Look for the string "Superseded" in the data below, and copy each line that holds it.

(RAW DATA Opens)

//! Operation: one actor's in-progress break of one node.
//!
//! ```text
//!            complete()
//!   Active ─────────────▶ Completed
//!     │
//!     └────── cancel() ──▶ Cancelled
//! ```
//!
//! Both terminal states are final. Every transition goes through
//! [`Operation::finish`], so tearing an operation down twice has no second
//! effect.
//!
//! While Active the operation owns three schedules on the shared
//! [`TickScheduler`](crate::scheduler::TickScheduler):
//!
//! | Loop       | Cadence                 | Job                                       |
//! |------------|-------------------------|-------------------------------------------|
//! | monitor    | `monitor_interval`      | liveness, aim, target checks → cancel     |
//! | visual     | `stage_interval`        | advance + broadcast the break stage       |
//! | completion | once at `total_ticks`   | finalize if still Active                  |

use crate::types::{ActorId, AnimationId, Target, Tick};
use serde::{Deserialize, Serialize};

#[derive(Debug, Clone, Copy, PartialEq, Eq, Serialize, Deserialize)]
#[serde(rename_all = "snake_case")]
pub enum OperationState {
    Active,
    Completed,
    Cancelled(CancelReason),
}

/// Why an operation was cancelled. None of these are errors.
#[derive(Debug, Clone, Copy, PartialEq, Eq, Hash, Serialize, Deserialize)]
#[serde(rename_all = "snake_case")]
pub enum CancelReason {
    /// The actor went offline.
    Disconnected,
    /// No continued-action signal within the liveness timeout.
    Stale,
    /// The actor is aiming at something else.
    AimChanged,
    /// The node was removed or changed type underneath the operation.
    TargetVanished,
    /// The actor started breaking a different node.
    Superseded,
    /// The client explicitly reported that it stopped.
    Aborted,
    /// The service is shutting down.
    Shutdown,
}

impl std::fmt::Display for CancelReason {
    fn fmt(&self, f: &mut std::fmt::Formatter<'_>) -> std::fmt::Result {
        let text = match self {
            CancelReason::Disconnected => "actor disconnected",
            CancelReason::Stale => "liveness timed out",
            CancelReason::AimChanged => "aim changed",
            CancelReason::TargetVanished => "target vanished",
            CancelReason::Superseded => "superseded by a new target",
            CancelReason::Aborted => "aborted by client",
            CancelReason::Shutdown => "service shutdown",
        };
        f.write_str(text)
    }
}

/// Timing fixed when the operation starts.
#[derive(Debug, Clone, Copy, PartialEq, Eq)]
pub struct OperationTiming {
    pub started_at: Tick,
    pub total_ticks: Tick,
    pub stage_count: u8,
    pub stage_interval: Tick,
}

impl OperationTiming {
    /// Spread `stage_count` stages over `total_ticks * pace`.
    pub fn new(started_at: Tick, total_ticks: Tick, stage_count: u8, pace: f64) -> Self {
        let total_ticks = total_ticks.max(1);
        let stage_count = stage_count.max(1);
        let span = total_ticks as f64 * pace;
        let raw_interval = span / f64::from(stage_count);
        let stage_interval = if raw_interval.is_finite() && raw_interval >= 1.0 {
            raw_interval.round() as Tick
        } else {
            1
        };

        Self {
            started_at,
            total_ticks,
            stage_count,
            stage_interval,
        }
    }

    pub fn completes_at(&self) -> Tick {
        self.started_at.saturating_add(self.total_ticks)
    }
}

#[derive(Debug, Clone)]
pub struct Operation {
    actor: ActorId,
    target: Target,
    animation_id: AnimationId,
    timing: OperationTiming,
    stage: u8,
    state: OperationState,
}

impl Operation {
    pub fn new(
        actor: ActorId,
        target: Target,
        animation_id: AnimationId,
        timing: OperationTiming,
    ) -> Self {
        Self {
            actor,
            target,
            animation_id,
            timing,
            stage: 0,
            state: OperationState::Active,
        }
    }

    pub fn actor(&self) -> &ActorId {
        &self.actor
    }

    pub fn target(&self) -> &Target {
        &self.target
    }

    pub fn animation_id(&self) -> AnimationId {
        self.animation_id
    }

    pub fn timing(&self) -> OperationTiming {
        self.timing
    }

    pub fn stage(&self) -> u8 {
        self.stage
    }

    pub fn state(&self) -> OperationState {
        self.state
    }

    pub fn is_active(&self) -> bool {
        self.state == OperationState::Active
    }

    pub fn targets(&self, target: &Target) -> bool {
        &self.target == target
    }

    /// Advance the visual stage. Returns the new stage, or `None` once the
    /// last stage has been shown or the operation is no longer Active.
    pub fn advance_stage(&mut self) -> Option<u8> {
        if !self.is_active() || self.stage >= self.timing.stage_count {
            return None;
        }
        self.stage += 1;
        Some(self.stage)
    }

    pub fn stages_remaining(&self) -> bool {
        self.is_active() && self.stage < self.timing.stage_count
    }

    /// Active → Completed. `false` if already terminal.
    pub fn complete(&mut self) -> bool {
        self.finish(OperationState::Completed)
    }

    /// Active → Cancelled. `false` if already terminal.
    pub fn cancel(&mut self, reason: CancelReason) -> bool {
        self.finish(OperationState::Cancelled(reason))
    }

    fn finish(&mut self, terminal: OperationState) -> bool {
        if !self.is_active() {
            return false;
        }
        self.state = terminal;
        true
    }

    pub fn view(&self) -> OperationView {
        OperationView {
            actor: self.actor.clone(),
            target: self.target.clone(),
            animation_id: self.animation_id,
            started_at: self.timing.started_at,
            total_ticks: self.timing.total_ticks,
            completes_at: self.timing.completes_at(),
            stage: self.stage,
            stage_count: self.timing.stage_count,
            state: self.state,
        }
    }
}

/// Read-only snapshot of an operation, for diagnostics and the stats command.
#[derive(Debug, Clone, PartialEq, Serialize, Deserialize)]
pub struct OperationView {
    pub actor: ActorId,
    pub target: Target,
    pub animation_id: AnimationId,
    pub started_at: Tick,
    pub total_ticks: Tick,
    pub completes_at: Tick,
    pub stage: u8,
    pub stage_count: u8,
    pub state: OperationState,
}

(RAW DATA Closes)
(RAW DATA Opens)

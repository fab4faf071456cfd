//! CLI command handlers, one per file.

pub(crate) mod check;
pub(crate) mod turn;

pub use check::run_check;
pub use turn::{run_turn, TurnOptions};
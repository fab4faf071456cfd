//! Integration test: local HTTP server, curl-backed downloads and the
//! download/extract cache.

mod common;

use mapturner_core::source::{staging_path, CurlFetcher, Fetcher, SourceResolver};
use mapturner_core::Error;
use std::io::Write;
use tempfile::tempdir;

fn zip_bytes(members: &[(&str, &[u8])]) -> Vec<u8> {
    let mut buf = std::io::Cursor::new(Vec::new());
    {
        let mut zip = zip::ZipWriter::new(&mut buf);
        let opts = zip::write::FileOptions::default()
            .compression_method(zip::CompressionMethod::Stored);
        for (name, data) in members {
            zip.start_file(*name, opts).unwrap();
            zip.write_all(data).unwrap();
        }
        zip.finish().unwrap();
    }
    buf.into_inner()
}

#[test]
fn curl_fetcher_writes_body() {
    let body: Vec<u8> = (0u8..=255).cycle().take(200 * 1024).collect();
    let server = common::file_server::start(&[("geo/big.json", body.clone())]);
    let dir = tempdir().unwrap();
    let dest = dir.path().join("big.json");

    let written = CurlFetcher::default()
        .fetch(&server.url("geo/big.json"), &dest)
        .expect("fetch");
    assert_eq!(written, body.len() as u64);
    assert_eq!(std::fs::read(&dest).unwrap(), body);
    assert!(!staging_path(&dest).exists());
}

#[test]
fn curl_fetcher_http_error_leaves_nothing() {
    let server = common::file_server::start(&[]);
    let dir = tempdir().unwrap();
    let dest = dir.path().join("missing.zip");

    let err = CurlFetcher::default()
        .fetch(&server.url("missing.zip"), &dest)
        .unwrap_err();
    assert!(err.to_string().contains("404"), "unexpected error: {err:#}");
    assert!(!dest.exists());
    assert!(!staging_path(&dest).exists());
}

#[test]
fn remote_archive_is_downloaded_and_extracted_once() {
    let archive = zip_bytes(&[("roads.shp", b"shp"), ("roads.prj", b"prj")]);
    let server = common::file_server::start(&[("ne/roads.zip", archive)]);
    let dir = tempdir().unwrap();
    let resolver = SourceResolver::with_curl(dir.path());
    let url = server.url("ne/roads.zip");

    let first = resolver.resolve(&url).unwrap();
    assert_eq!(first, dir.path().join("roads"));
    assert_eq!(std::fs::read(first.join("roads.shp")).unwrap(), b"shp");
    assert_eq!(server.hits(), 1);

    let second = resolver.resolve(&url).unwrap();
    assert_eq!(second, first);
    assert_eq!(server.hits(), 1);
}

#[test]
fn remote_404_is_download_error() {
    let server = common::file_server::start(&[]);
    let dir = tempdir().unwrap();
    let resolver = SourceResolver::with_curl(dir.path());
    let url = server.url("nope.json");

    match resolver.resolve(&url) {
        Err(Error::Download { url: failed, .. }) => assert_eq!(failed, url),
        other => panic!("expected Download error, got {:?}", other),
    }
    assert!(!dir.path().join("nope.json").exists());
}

(RAW DATA Closes)

(EXERCISE OUTPUT)
    Superseded,
            CancelReason::Superseded => "superseded by a new target",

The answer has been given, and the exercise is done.